EXERCISE OBJECTIVE: In the data below, how many lines contain the string "Result"? Reply with the number only.

[Collected data]
Segment Open
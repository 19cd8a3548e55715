use serde::{Deserialize, Serialize};
use std::{fmt, str::FromStr};

/// What a click on a value does.
#[derive(Debug, Clone, Copy, PartialEq, Eq)]
pub enum Interaction {
    /// Drill into hierarchical dimensions, otherwise toggle a cut.
    Drill,
    /// Toggle a cut on the clicked value.
    Filter,
    None,
}

#[derive(Debug, Clone, Copy, PartialEq, Eq, Hash, Serialize, Deserialize)]
#[serde(rename_all = "lowercase")]
pub enum ElementKind {
    Bar,
    Bubble,
    Line,
    Table,
    Geo,
    Navigation,
}

impl ElementKind {
    pub fn as_str(&self) -> &'static str {
        match self {
            Self::Bar => "bar",
            Self::Bubble => "bubble",
            Self::Line => "line",
            Self::Table => "table",
            Self::Geo => "geo",
            Self::Navigation => "navigation",
        }
    }

    pub fn interaction(&self) -> Interaction {
        match self {
            Self::Bar | Self::Bubble | Self::Geo => Interaction::Drill,
            Self::Table | Self::Navigation => Interaction::Filter,
            Self::Line => Interaction::None,
        }
    }
}

impl fmt::Display for ElementKind {
    fn fmt(&self, f: &mut fmt::Formatter<'_>) -> fmt::Result {
        f.write_str(self.as_str())
    }
}

#[derive(Debug, Clone, PartialEq, Eq, thiserror::Error)]
#[error("unknown element type '{0}'")]
pub struct UnknownKind(pub String);

/// Resolves the `type` discriminant of an element config.
impl FromStr for ElementKind {
    type Err = UnknownKind;

    fn from_str(s: &str) -> Result<Self, Self::Err> {
        match s {
            "bar" => Ok(Self::Bar),
            "bubble" => Ok(Self::Bubble),
            "line" => Ok(Self::Line),
            "table" => Ok(Self::Table),
            "geo" => Ok(Self::Geo),
            "navigation" => Ok(Self::Navigation),
            other => Err(UnknownKind(other.to_string())),
        }
    }
}

#[cfg(test)]
mod tests {
    use super::*;

    #[test]
    fn factory_resolves_known_kinds() {
        for kind in [
            ElementKind::Bar,
            ElementKind::Bubble,
            ElementKind::Line,
            ElementKind::Table,
            ElementKind::Geo,
            ElementKind::Navigation,
        ] {
            assert_eq!(kind.as_str().parse::<ElementKind>(), Ok(kind));
        }
        assert_eq!(
            "pie".parse::<ElementKind>(),
            Err(UnknownKind("pie".to_string()))
        );
    }
}
use crate::{
    connection::PoolError,
    dataset::{cut::PartialCut, CutListener, Dataset},
    element::{
        CutIntent, Element, ElementError, ElementKind, ElementListener, ElementSettings,
        ResolvedElement,
    },
    style::{StyleValue, Styles},
};
use serde::{Deserialize, Serialize};
use std::{
    collections::HashMap,
    sync::{
        atomic::{AtomicBool, Ordering},
        Arc, Weak,
    },
    time::Duration,
};
use tokio::{sync::Notify, time::error::Elapsed};

#[derive(Debug, Clone, Default, PartialEq, Serialize, Deserialize)]
pub struct VisualisationConfig {
    #[serde(default)]
    pub elements: Vec<ElementSettings>,
    /// Merged over the default style table.
    #[serde(default)]
    pub styles: HashMap<String, StyleValue>,
}

/// Elements sharing one dataset and one style table.
pub struct Visualisation {
    me: Weak<Visualisation>,
    dataset: Arc<Dataset>,
    styles: Styles,
    elements: parking_lot::RwLock<Vec<Arc<Element>>>,
    ready: Notify,
    /// Unset while `new` is still creating elements.
    built: AtomicBool,
}

impl Visualisation {
    pub fn new(
        config: VisualisationConfig,
        dataset: Arc<Dataset>,
    ) -> Result<Arc<Self>, ElementError> {
        let visualisation = Arc::new_cyclic(|me| Self {
            me: me.clone(),
            dataset,
            styles: Styles::new(config.styles),
            elements: Default::default(),
            ready: Notify::new(),
            built: AtomicBool::new(false),
        });
        let cut_listener = visualisation.me.clone() as Weak<dyn CutListener>;
        visualisation.dataset.subscribe(cut_listener);

        let mut elements = Vec::with_capacity(config.elements.len());
        for (index, settings) in config.elements.into_iter().enumerate() {
            let dataset = Arc::clone(&visualisation.dataset);
            let listener = visualisation.me.clone() as Weak<dyn ElementListener>;
            match Element::new(index, settings, dataset, listener) {
                Ok(element) => elements.push(element),
                Err(err) => {
                    log::error!(target: "visualisation", "element {} rejected: {}", index, err);
                    for element in &elements {
                        element.remove_connections()?;
                    }
                    return Err(err);
                }
            }
        }
        log::info!(
            target: "visualisation",
            "visualisation of dataset {} built with {} elements",
            visualisation.dataset.id(),
            elements.len()
        );
        *visualisation.elements.write() = elements;
        visualisation.built.store(true, Ordering::SeqCst);
        visualisation.ready.notify_waiters();
        Ok(visualisation)
    }

    pub fn dataset(&self) -> &Arc<Dataset> {
        &self.dataset
    }

    pub fn styles(&self) -> &Styles {
        &self.styles
    }

    pub fn get_style(&self, name: &str, kind: Option<ElementKind>) -> Option<&StyleValue> {
        self.styles.get_style(name, kind)
    }

    pub fn elements(&self) -> Vec<Arc<Element>> {
        self.elements.read().clone()
    }

    pub fn element(&self, index: usize) -> Option<Arc<Element>> {
        self.elements.read().get(index).cloned()
    }

    pub fn add_cut(&self, partial: &PartialCut) {
        self.dataset.add_cut(partial);
    }

    pub fn remove_cut<S: AsRef<str>>(&self, keys: &[S]) {
        self.dataset.remove_cut(keys);
    }

    pub fn drill_down(&self, dimension: &str, trigger_level: u32, parent_id: &str) -> bool {
        self.dataset.drill_down(dimension, trigger_level, parent_id)
    }

    pub fn drill_up(&self, dimension: &str, trigger_level: u32) -> bool {
        self.dataset.drill_up(dimension, trigger_level)
    }

    /// Applies what a click on an element value asks for and returns it.
    pub fn select(
        &self,
        element_index: usize,
        dimension_index: usize,
        value_index: usize,
    ) -> Option<CutIntent> {
        let intent = self
            .element(element_index)?
            .select(dimension_index, value_index)?;
        log::debug!(target: "visualisation", "element {} selected {:?}", element_index, intent);
        match &intent {
            CutIntent::Add(partial) => self.dataset.add_cut(partial),
            CutIntent::Remove(keys) => self.dataset.remove_cut(keys),
            CutIntent::DrillDown {
                dimension,
                trigger_level,
                parent_id,
            } => {
                let level = *trigger_level;
                self.dataset.drill_down(dimension, level, parent_id);
            }
        }
        Some(intent)
    }

    pub fn is_ready(&self) -> bool {
        self.built.load(Ordering::SeqCst) && self.elements.read().iter().all(|e| e.is_ready())
    }

    /// Waits until every element is ready. Failed fetches are not retried,
    /// so without a timeout this may wait forever.
    pub async fn wait_until_ready(&self, timeout: Duration) -> Result<(), Elapsed> {
        tokio::time::timeout(timeout, async {
            loop {
                let notified = self.ready.notified();
                if self.is_ready() {
                    return;
                }
                notified.await;
            }
        })
        .await
    }

    /// Snapshots of the displayed elements, or `None` while any element is
    /// still loading.
    pub fn resolve(&self) -> Option<Vec<ResolvedElement>> {
        if !self.is_ready() {
            return None;
        }
        self.elements()
            .iter()
            .filter(|element| element.settings().display)
            .map(|element| element.resolve(&self.styles))
            .collect()
    }

    /// Releases the connections of every element.
    pub fn close(&self) -> Result<(), PoolError> {
        for element in self.elements.read().iter() {
            element.remove_connections()?;
        }
        log::info!(
            target: "visualisation",
            "visualisation of dataset {} closed",
            self.dataset.id()
        );
        Ok(())
    }
}

impl CutListener for Visualisation {
    fn on_cut_added(&self, partial: &PartialCut) {
        log::debug!(target: "visualisation", "cut added: {:?}", partial);
        self.ready.notify_waiters();
    }

    fn on_cut_removed(&self, keys: &[String]) {
        log::debug!(target: "visualisation", "cut removed: {:?}", keys);
        self.ready.notify_waiters();
    }
}

impl ElementListener for Visualisation {
    fn on_ready(&self, element: &Element) {
        log::debug!(target: "visualisation", "element {} ready", element.index());
        if self.is_ready() {
            log::info!(target: "visualisation", "all elements ready");
        }
        self.ready.notify_waiters();
    }
}

#[cfg(test)]
mod tests {
    use super::*;
    use crate::{
        dataset::{cut::Cut, DatasetDescription},
        settings::ConnectionSettings,
        tests::mock_fetcher::MockFetcher,
    };
    use pretty_assertions::assert_eq;
    use serde_json::json;

    const REGION_OBS: &str = "api/datasets/ds/observations/region";
    const REGION_DIM: &str = "api/datasets/ds/dimensions/region";
    const YEAR_OBS: &str = "api/datasets/ds/observations/year";
    const WAIT: Duration = Duration::from_secs(10);

    fn fetcher(gated: bool) -> Arc<MockFetcher> {
        let responses = [
            (
                REGION_OBS,
                json!([{"id": "north", "total": 3}, {"id": "south", "total": 1}]),
            ),
            (
                REGION_DIM,
                json!([{"id": "north", "label": "North"}, {"id": "south", "label": "South"}]),
            ),
            (YEAR_OBS, json!([{"id": 2020, "total": 4}])),
        ];
        Arc::new(if gated {
            MockFetcher::gated(responses)
        } else {
            MockFetcher::new(responses)
        })
    }

    fn dataset(fetcher: Arc<MockFetcher>) -> Arc<Dataset> {
        let description: DatasetDescription = serde_json::from_value(json!({
            "id": "ds",
            "fields": [
                {"id": "region", "label": "Region"},
                {"id": "year", "type": "date"}
            ]
        }))
        .unwrap();
        Arc::new(Dataset::new(description, fetcher, &ConnectionSettings::default()))
    }

    fn config() -> VisualisationConfig {
        serde_json::from_value(json!({
            "elements": [
                {"type": "table", "dimensions": [{"field": "region"}], "measure": "amount"},
                {"type": "line", "dimensions": [{"field": "year"}], "measure": "amount"},
                {"type": "bar", "display": false, "dimensions": [{"field": "region"}]}
            ],
            "styles": {"line.color": "black"}
        }))
        .unwrap()
    }

    #[tokio::test]
    async fn builds_waits_and_resolves() {
        let dataset = dataset(fetcher(false));
        let visualisation = Visualisation::new(config(), dataset.clone()).unwrap();
        assert_eq!(visualisation.elements().len(), 3);
        assert_eq!(dataset.pool().len(), 3);

        visualisation.wait_until_ready(WAIT).await.unwrap();
        let resolved = visualisation.resolve().unwrap();
        assert_eq!(resolved.len(), 2, "hidden elements are not resolved");
        assert_eq!(resolved[0].series[0].rows[0].label, "North");
        assert_eq!(resolved[1].series[0].rows[0].label, "2020");
        assert_eq!(resolved[1].color, Some(StyleValue::from("black")));
    }

    #[tokio::test]
    async fn wait_times_out_until_every_element_loaded() {
        let fetcher = fetcher(true);
        let dataset = dataset(fetcher.clone());
        let visualisation = Visualisation::new(config(), dataset).unwrap();
        fetcher.wait_pending(3).await;

        fetcher.release(REGION_OBS);
        fetcher.release(REGION_DIM);
        assert!(visualisation
            .wait_until_ready(Duration::from_millis(50))
            .await
            .is_err());
        assert!(!visualisation.is_ready());
        assert_eq!(visualisation.resolve(), None);

        fetcher.release(YEAR_OBS);
        visualisation.wait_until_ready(WAIT).await.unwrap();
        assert!(visualisation.is_ready());
    }

    #[tokio::test]
    async fn select_relays_cut_intents() {
        let fetcher = fetcher(false);
        let dataset = dataset(fetcher.clone());
        let visualisation = Visualisation::new(config(), dataset.clone()).unwrap();
        visualisation.wait_until_ready(WAIT).await.unwrap();

        let intent = visualisation.select(0, 0, 1);
        assert_eq!(
            intent,
            Some(CutIntent::Add(PartialCut::new().set("region", "south")))
        );
        assert!(dataset.has_cut_id("region", "south"));
        fetcher.wait_requests(4).await;
        let year_requests = fetcher.requests_to(YEAR_OBS);
        assert_eq!(year_requests.last().unwrap().param("region"), Some("south"));

        visualisation.select(0, 0, 1);
        assert_eq!(dataset.get_cut(), Cut::default());
        assert_eq!(
            visualisation.select(1, 0, 0),
            None,
            "line charts are passive"
        );
        assert_eq!(visualisation.select(7, 0, 0), None);
    }

    #[tokio::test]
    async fn close_releases_every_connection() {
        let dataset = dataset(fetcher(false));
        let visualisation = Visualisation::new(config(), dataset.clone()).unwrap();
        visualisation.close().unwrap();
        assert!(dataset.pool().is_empty());
    }

    #[tokio::test]
    async fn rejected_element_releases_the_others() {
        let dataset = dataset(fetcher(false));
        let mut config = config();
        let radar = serde_json::from_value(json!({"type": "radar"})).unwrap();
        config.elements.push(radar);
        let err = Visualisation::new(config, dataset.clone()).err().unwrap();
        assert!(matches!(err, ElementError::UnknownKind(_)), "{err}");
        assert!(dataset.pool().is_empty());
    }

    #[tokio::test]
    async fn styles_are_per_visualisation() {
        let dataset = dataset(fetcher(false));
        let custom = Visualisation::new(config(), dataset.clone()).unwrap();
        let plain = Visualisation::new(VisualisationConfig::default(), dataset).unwrap();
        assert_eq!(
            custom.get_style("color", Some(ElementKind::Line)),
            Some(&StyleValue::from("black"))
        );
        assert_eq!(
            plain.get_style("color", Some(ElementKind::Line)),
            Some(&StyleValue::from("#c44e52"))
        );
        assert!(plain.is_ready(), "no elements, nothing to wait for");
    }

    #[tokio::test]
    async fn readiness_covers_every_element_once_built() {
        let fetcher = fetcher(true);
        let dataset = dataset(fetcher.clone());
        let config: VisualisationConfig = serde_json::from_value(json!({
            "elements": [
                {"type": "bar", "display": false, "dimensions": [{"field": "region"}]},
                {"type": "line", "dimensions": [{"field": "year"}]}
            ]
        }))
        .unwrap();
        let first = Visualisation::new(config.clone(), dataset.clone()).unwrap();
        assert!(first.element(0).unwrap().is_ready());
        assert!(!first.is_ready());

        fetcher.wait_pending(1).await;
        fetcher.release(YEAR_OBS);
        first.wait_until_ready(WAIT).await.unwrap();

        // every element joins loaded connections and is ready while building
        let second = Visualisation::new(config, dataset).unwrap();
        assert!(second.is_ready());
        second.wait_until_ready(WAIT).await.unwrap();
    }
}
Segment Closed
SOLUTION: 5